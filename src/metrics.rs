use anyhow::Result;
use hdrhistogram::Histogram;
use serde::{Deserialize, Serialize};

use crate::results::MeasurementRecord;

/// Percentile value pair
#[derive(Debug, Clone, PartialEq, Serialize, Deserialize)]
pub struct PercentileValue {
    pub percentile: f64,
    pub value_ms: f64,
}

/// Distribution of per-trial time per request over a whole run
#[derive(Debug, Clone, Serialize, Deserialize)]
pub struct LatencySummary {
    pub min_ms: f64,
    pub max_ms: f64,
    pub mean_ms: f64,
    pub median_ms: f64,
    pub std_dev_ms: f64,
    pub percentiles: Vec<PercentileValue>,
    pub total_samples: u64,
}

/// Run-level collector fed by the driver for every finished trial
///
/// Latencies are kept in an HDR histogram at microsecond resolution, which
/// is plenty for millisecond-scale HTTP round trips.
pub struct RunMetrics {
    histogram: Histogram<u64>,
    records: usize,
    skipped: usize,
    failed_attempts: u64,
    retries: u64,
}

impl RunMetrics {
    /// Create a new collector
    pub fn new() -> Result<Self> {
        // 3 significant figures, auto-resizing
        let histogram = Histogram::<u64>::new(3)?;

        Ok(Self {
            histogram,
            records: 0,
            skipped: 0,
            failed_attempts: 0,
            retries: 0,
        })
    }

    /// Account for a record that was written
    pub fn record(&mut self, record: &MeasurementRecord) -> Result<()> {
        let micros = (record.time_per_request * 1000.0).round().max(1.0) as u64;
        self.histogram.record(micros)?;
        self.records += 1;
        self.failed_attempts += record.failed_count;
        self.retries += record.retries;
        Ok(())
    }

    /// Account for a trial whose attempts all failed
    pub fn record_skipped(&mut self, failed_attempts: u64) {
        self.skipped += 1;
        self.failed_attempts += failed_attempts;
    }

    pub fn records(&self) -> usize {
        self.records
    }

    pub fn skipped(&self) -> usize {
        self.skipped
    }

    pub fn failed_attempts(&self) -> u64 {
        self.failed_attempts
    }

    pub fn retries(&self) -> u64 {
        self.retries
    }

    /// Summarize the recorded latencies, `None` when nothing was recorded
    pub fn latency_summary(&self, percentiles: &[f64]) -> Option<LatencySummary> {
        if self.histogram.len() == 0 {
            return None;
        }

        let to_ms = |micros: u64| micros as f64 / 1000.0;
        let percentiles = percentiles
            .iter()
            .map(|&p| PercentileValue {
                percentile: p,
                value_ms: to_ms(self.histogram.value_at_percentile(p)),
            })
            .collect();

        Some(LatencySummary {
            min_ms: to_ms(self.histogram.min()),
            max_ms: to_ms(self.histogram.max()),
            mean_ms: self.histogram.mean() / 1000.0,
            median_ms: to_ms(self.histogram.value_at_percentile(50.0)),
            std_dev_ms: self.histogram.stdev() / 1000.0,
            percentiles,
            total_samples: self.histogram.len(),
        })
    }
}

**Task requirements:** Nothing in the material may change; reproduce it all.

**Solution:**
filename src/metrics.rs
use anyhow::Result;
use hdrhistogram::Histogram;
use serde::{Deserialize, Serialize};

use crate::results::MeasurementRecord;

/// Percentile value pair
#[derive(Debug, Clone, PartialEq, Serialize, Deserialize)]
pub struct PercentileValue {
    pub percentile: f64,
    pub value_ms: f64,
}

/// Distribution of per-trial time per request over a whole run
#[derive(Debug, Clone, Serialize, Deserialize)]
pub struct LatencySummary {
    pub min_ms: f64,
    pub max_ms: f64,
    pub mean_ms: f64,
    pub median_ms: f64,
    pub std_dev_ms: f64,
    pub percentiles: Vec<PercentileValue>,
    pub total_samples: u64,
}

/// Run-level collector fed by the driver for every finished trial
///
/// Latencies are kept in an HDR histogram at microsecond resolution, which
/// is plenty for millisecond-scale HTTP round trips.
pub struct RunMetrics {
    histogram: Histogram<u64>,
    records: usize,
    skipped: usize,
    failed_attempts: u64,
    retries: u64,
}

impl RunMetrics {
    /// Create a new collector
    pub fn new() -> Result<Self> {
        // 3 significant figures, auto-resizing
        let histogram = Histogram::<u64>::new(3)?;

        Ok(Self {
            histogram,
            records: 0,
            skipped: 0,
            failed_attempts: 0,
            retries: 0,
        })
    }

    /// Account for a record that was written
    pub fn record(&mut self, record: &MeasurementRecord) -> Result<()> {
        let micros = (record.time_per_request * 1000.0).round().max(1.0) as u64;
        self.histogram.record(micros)?;
        self.records += 1;
        self.failed_attempts += record.failed_count;
        self.retries += record.retries;
        Ok(())
    }

    /// Account for a trial whose attempts all failed
    pub fn record_skipped(&mut self, failed_attempts: u64) {
        self.skipped += 1;
        self.failed_attempts += failed_attempts;
    }

    pub fn records(&self) -> usize {
        self.records
    }

    pub fn skipped(&self) -> usize {
        self.skipped
    }

    pub fn failed_attempts(&self) -> u64 {
        self.failed_attempts
    }

    pub fn retries(&self) -> u64 {
        self.retries
    }

    /// Summarize the recorded latencies, `None` when nothing was recorded
    pub fn latency_summary(&self, percentiles: &[f64]) -> Option<LatencySummary> {
        if self.histogram.len() == 0 {
            return None;
        }

        let to_ms = |micros: u64| micros as f64 / 1000.0;
        let percentiles = percentiles
            .iter()
            .map(|&p| PercentileValue {
                percentile: p,
                value_ms: to_ms(self.histogram.value_at_percentile(p)),
            })
            .collect();

        Some(LatencySummary {
            min_ms: to_ms(self.histogram.min()),
            max_ms: to_ms(self.histogram.max()),
            mean_ms: self.histogram.mean() / 1000.0,
            median_ms: to_ms(self.histogram.value_at_percentile(50.0)),
            std_dev_ms: self.histogram.stdev() / 1000.0,
            percentiles,
            total_samples: self.histogram.len(),
        })
    }
}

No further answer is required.